[What is needed]
Would you print the full listing word for word?

[Extracted records]
//! Segment store — a directory tree on memory-backed storage.
//!
//! One subdirectory per camera under the tmpfs root. File names embed the
//! clock-aligned segment start as epoch seconds, so lexicographic order on
//! the fixed-width names equals chronological order:
//!
//! ```text
//! <TEMP_DIR>/camera_1/1722470400.ts
//! <TEMP_DIR>/camera_1/1722470405.ts
//! ```
//!
//! The store never parses media. Listing is a point-in-time snapshot; the
//! newest file may still be growing under the encoder.

use std::path::{Path, PathBuf};

use tracing::{debug, warn};

use crate::error::{PrerollError, Result};

/// Container extension for encoded segments.
pub const SEGMENT_EXT: &str = "ts";

/// A raw directory entry observed in a camera's segment directory.
#[derive(Debug, Clone)]
pub struct SegmentFile {
    /// Segment start, epoch seconds (parsed from the file name).
    pub start: i64,
    pub path: PathBuf,
    pub size_bytes: u64,
}

/// Root of the memory-backed segment tree.
#[derive(Debug, Clone)]
pub struct SegmentStore {
    root: PathBuf,
}

impl SegmentStore {
    /// Open the store, creating the root directory if needed.
    pub fn open(root: &Path) -> Result<Self> {
        std::fs::create_dir_all(root)
            .map_err(|e| PrerollError::Internal(format!("Cannot create store root {root:?}: {e}")))?;
        Ok(SegmentStore {
            root: root.to_path_buf(),
        })
    }

    pub fn root(&self) -> &Path {
        &self.root
    }

    pub fn camera_dir(&self, camera_id: &str) -> PathBuf {
        self.root.join(camera_id)
    }

    /// Create the camera's subdirectory and return it.
    pub fn ensure_camera_dir(&self, camera_id: &str) -> Result<PathBuf> {
        let dir = self.camera_dir(camera_id);
        std::fs::create_dir_all(&dir)
            .map_err(|e| PrerollError::Internal(format!("Cannot create {dir:?}: {e}")))?;
        Ok(dir)
    }

    /// Path for a segment starting at `start` (epoch seconds), zero-padded to
    /// fixed width.
    pub fn segment_path(&self, camera_id: &str, start: i64) -> PathBuf {
        self.camera_dir(camera_id)
            .join(format!("{start:010}.{SEGMENT_EXT}"))
    }

    /// Output template handed to the encoder's segment muxer. The muxer
    /// expands `%s` (strftime) to the segment's start in epoch seconds.
    pub fn encoder_output_pattern(&self, camera_id: &str) -> String {
        self.camera_dir(camera_id)
            .join(format!("%s.{SEGMENT_EXT}"))
            .to_string_lossy()
            .into_owned()
    }

    /// Point-in-time snapshot of a camera's segment files, sorted by embedded
    /// start time. Foreign files are skipped.
    pub fn list(&self, camera_id: &str) -> Result<Vec<SegmentFile>> {
        let dir = self.camera_dir(camera_id);
        let entries = match std::fs::read_dir(&dir) {
            Ok(e) => e,
            Err(e) if e.kind() == std::io::ErrorKind::NotFound => return Ok(Vec::new()),
            Err(e) => return Err(e.into()),
        };

        let mut files = Vec::new();
        for entry in entries {
            let entry = entry?;
            let path = entry.path();
            let Some(start) = parse_segment_start(&path) else {
                debug!(path = ?path, "Skipping foreign file in segment dir");
                continue;
            };
            // The file can disappear between read_dir and stat; skip it.
            let Ok(meta) = entry.metadata() else { continue };
            if !meta.is_file() {
                continue;
            }
            files.push(SegmentFile {
                start,
                path,
                size_bytes: meta.len(),
            });
        }
        files.sort_by_key(|f| f.start);
        Ok(files)
    }

    /// Unlink a segment file. Already-gone files are not an error.
    pub fn delete(&self, path: &Path) -> Result<()> {
        match std::fs::remove_file(path) {
            Ok(()) => Ok(()),
            Err(e) if e.kind() == std::io::ErrorKind::NotFound => {
                warn!(path = ?path, "Segment already gone at delete");
                Ok(())
            }
            Err(e) => Err(e.into()),
        }
    }

    /// Fraction of the store's filesystem that is still free, in `[0, 1]`.
    pub fn free_space_fraction(&self) -> Result<f64> {
        let stat = nix::sys::statvfs::statvfs(&self.root)
            .map_err(|e| PrerollError::Internal(format!("statvfs {:?}: {e}", self.root)))?;
        let total = stat.blocks() as f64;
        if total <= 0.0 {
            return Ok(1.0);
        }
        Ok(stat.blocks_available() as f64 / total)
    }
}

/// Parse the segment start time embedded in a file name.
/// Returns `None` for anything that is not `<digits>.<SEGMENT_EXT>`.
pub fn parse_segment_start(path: &Path) -> Option<i64> {
    if path.extension()?.to_str()? != SEGMENT_EXT {
        return None;
    }
    let stem = path.file_stem()?.to_str()?;
    if stem.is_empty() || !stem.bytes().all(|b| b.is_ascii_digit()) {
        return None;
    }
    stem.parse().ok()
}
//! Trigger events and the keyboard front-end.
//!
//! The keyboard trigger reads lines from standard input: `s` enqueues an
//! ALL clip request, `q` initiates shutdown. The HTTP front-end lives in
//! [`crate::api`] and calls the assembler directly because it has to wait
//! for the outcome.

use chrono::{DateTime, Utc};
use tokio::io::{AsyncBufReadExt, BufReader};
use tokio::sync::mpsc;
use tokio::task::JoinHandle;
use tokio_util::sync::CancellationToken;
use tracing::{debug, info, warn};

/// A single-shot request delivered to the orchestrator.
#[derive(Debug, Clone)]
pub enum TriggerEvent {
    SaveClip {
        /// `None` = all cameras.
        camera_id: Option<String>,
        /// `None` = configured default duration.
        duration: Option<u64>,
        request_time: DateTime<Utc>,
    },
    Shutdown,
}

/// Spawn the stdin line reader.
pub fn spawn_keyboard(
    tx: mpsc::Sender<TriggerEvent>,
    shutdown: CancellationToken,
) -> JoinHandle<()> {
    tokio::spawn(async move {
        info!("Keyboard trigger ready ('s' = save clip, 'q' = quit)");
        let mut lines = BufReader::new(tokio::io::stdin()).lines();
        loop {
            let line = tokio::select! {
                _ = shutdown.cancelled() => break,
                line = lines.next_line() => line,
            };
            match line {
                Ok(Some(l)) => match l.trim() {
                    "s" => {
                        let _ = tx
                            .send(TriggerEvent::SaveClip {
                                camera_id: None,
                                duration: None,
                                request_time: Utc::now(),
                            })
                            .await;
                    }
                    "q" => {
                        let _ = tx.send(TriggerEvent::Shutdown).await;
                        break;
                    }
                    "" => {}
                    other => debug!(input = other, "Ignored keyboard input"),
                },
                Ok(None) => {
                    warn!("Stdin closed, keyboard trigger disabled");
                    break;
                }
                Err(e) => {
                    warn!(error = %e, "Stdin read failed, keyboard trigger disabled");
                    break;
                }
            }
        }
    })
}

[Finished task]
//! Segment store — a directory tree on memory-backed storage.
//!
//! One subdirectory per camera under the tmpfs root. File names embed the
//! clock-aligned segment start as epoch seconds, so lexicographic order on
//! the fixed-width names equals chronological order:
//!
//! ```text
//! <TEMP_DIR>/camera_1/1722470400.ts
//! <TEMP_DIR>/camera_1/1722470405.ts
//! ```
//!
//! The store never parses media. Listing is a point-in-time snapshot; the
//! newest file may still be growing under the encoder.

use std::path::{Path, PathBuf};

use tracing::{debug, warn};

use crate::error::{PrerollError, Result};

/// Container extension for encoded segments.
pub const SEGMENT_EXT: &str = "ts";

/// A raw directory entry observed in a camera's segment directory.
#[derive(Debug, Clone)]
pub struct SegmentFile {
    /// Segment start, epoch seconds (parsed from the file name).
    pub start: i64,
    pub path: PathBuf,
    pub size_bytes: u64,
}

/// Root of the memory-backed segment tree.
#[derive(Debug, Clone)]
pub struct SegmentStore {
    root: PathBuf,
}

impl SegmentStore {
    /// Open the store, creating the root directory if needed.
    pub fn open(root: &Path) -> Result<Self> {
        std::fs::create_dir_all(root)
            .map_err(|e| PrerollError::Internal(format!("Cannot create store root {root:?}: {e}")))?;
        Ok(SegmentStore {
            root: root.to_path_buf(),
        })
    }

    pub fn root(&self) -> &Path {
        &self.root
    }

    pub fn camera_dir(&self, camera_id: &str) -> PathBuf {
        self.root.join(camera_id)
    }

    /// Create the camera's subdirectory and return it.
    pub fn ensure_camera_dir(&self, camera_id: &str) -> Result<PathBuf> {
        let dir = self.camera_dir(camera_id);
        std::fs::create_dir_all(&dir)
            .map_err(|e| PrerollError::Internal(format!("Cannot create {dir:?}: {e}")))?;
        Ok(dir)
    }

    /// Path for a segment starting at `start` (epoch seconds), zero-padded to
    /// fixed width.
    pub fn segment_path(&self, camera_id: &str, start: i64) -> PathBuf {
        self.camera_dir(camera_id)
            .join(format!("{start:010}.{SEGMENT_EXT}"))
    }

    /// Output template handed to the encoder's segment muxer. The muxer
    /// expands `%s` (strftime) to the segment's start in epoch seconds.
    pub fn encoder_output_pattern(&self, camera_id: &str) -> String {
        self.camera_dir(camera_id)
            .join(format!("%s.{SEGMENT_EXT}"))
            .to_string_lossy()
            .into_owned()
    }

    /// Point-in-time snapshot of a camera's segment files, sorted by embedded
    /// start time. Foreign files are skipped.
    pub fn list(&self, camera_id: &str) -> Result<Vec<SegmentFile>> {
        let dir = self.camera_dir(camera_id);
        let entries = match std::fs::read_dir(&dir) {
            Ok(e) => e,
            Err(e) if e.kind() == std::io::ErrorKind::NotFound => return Ok(Vec::new()),
            Err(e) => return Err(e.into()),
        };

        let mut files = Vec::new();
        for entry in entries {
            let entry = entry?;
            let path = entry.path();
            let Some(start) = parse_segment_start(&path) else {
                debug!(path = ?path, "Skipping foreign file in segment dir");
                continue;
            };
            // The file can disappear between read_dir and stat; skip it.
            let Ok(meta) = entry.metadata() else { continue };
            if !meta.is_file() {
                continue;
            }
            files.push(SegmentFile {
                start,
                path,
                size_bytes: meta.len(),
            });
        }
        files.sort_by_key(|f| f.start);
        Ok(files)
    }

    /// Unlink a segment file. Already-gone files are not an error.
    pub fn delete(&self, path: &Path) -> Result<()> {
        match std::fs::remove_file(path) {
            Ok(()) => Ok(()),
            Err(e) if e.kind() == std::io::ErrorKind::NotFound => {
                warn!(path = ?path, "Segment already gone at delete");
                Ok(())
            }
            Err(e) => Err(e.into()),
        }
    }

    /// Fraction of the store's filesystem that is still free, in `[0, 1]`.
    pub fn free_space_fraction(&self) -> Result<f64> {
        let stat = nix::sys::statvfs::statvfs(&self.root)
            .map_err(|e| PrerollError::Internal(format!("statvfs {:?}: {e}", self.root)))?;
        let total = stat.blocks() as f64;
        if total <= 0.0 {
            return Ok(1.0);
        }
        Ok(stat.blocks_available() as f64 / total)
    }
}

/// Parse the segment start time embedded in a file name.
/// Returns `None` for anything that is not `<digits>.<SEGMENT_EXT>`.
pub fn parse_segment_start(path: &Path) -> Option<i64> {
    if path.extension()?.to_str()? != SEGMENT_EXT {
        return None;
    }
    let stem = path.file_stem()?.to_str()?;
    if stem.is_empty() || !stem.bytes().all(|b| b.is_ascii_digit()) {
        return None;
    }
    stem.parse().ok()
}
//! Trigger events and the keyboard front-end.
//!
//! The keyboard trigger reads lines from standard input: `s` enqueues an
//! ALL clip request, `q` initiates shutdown. The HTTP front-end lives in
//! [`crate::api`] and calls the assembler directly because it has to wait
//! for the outcome.

use chrono::{DateTime, Utc};
use tokio::io::{AsyncBufReadExt, BufReader};
use tokio::sync::mpsc;
use tokio::task::JoinHandle;
use tokio_util::sync::CancellationToken;
use tracing::{debug, info, warn};

/// A single-shot request delivered to the orchestrator.
#[derive(Debug, Clone)]
pub enum TriggerEvent {
    SaveClip {
        /// `None` = all cameras.
        camera_id: Option<String>,
        /// `None` = configured default duration.
        duration: Option<u64>,
        request_time: DateTime<Utc>,
    },
    Shutdown,
}

/// Spawn the stdin line reader.
pub fn spawn_keyboard(
    tx: mpsc::Sender<TriggerEvent>,
    shutdown: CancellationToken,
) -> JoinHandle<()> {
    tokio::spawn(async move {
        info!("Keyboard trigger ready ('s' = save clip, 'q' = quit)");
        let mut lines = BufReader::new(tokio::io::stdin()).lines();
        loop {
            let line = tokio::select! {
                _ = shutdown.cancelled() => break,
                line = lines.next_line() => line,
            };
            match line {
                Ok(Some(l)) => match l.trim() {
                    "s" => {
                        let _ = tx
                            .send(TriggerEvent::SaveClip {
                                camera_id: None,
                                duration: None,
                                request_time: Utc::now(),
                            })
                            .await;
                    }
                    "q" => {
                        let _ = tx.send(TriggerEvent::Shutdown).await;
                        break;
                    }
                    "" => {}
                    other => debug!(input = other, "Ignored keyboard input"),
                },
                Ok(None) => {
                    warn!("Stdin closed, keyboard trigger disabled");
                    break;
                }
                Err(e) => {
                    warn!(error = %e, "Stdin read failed, keyboard trigger disabled");
                    break;
                }
            }
        }
    })
}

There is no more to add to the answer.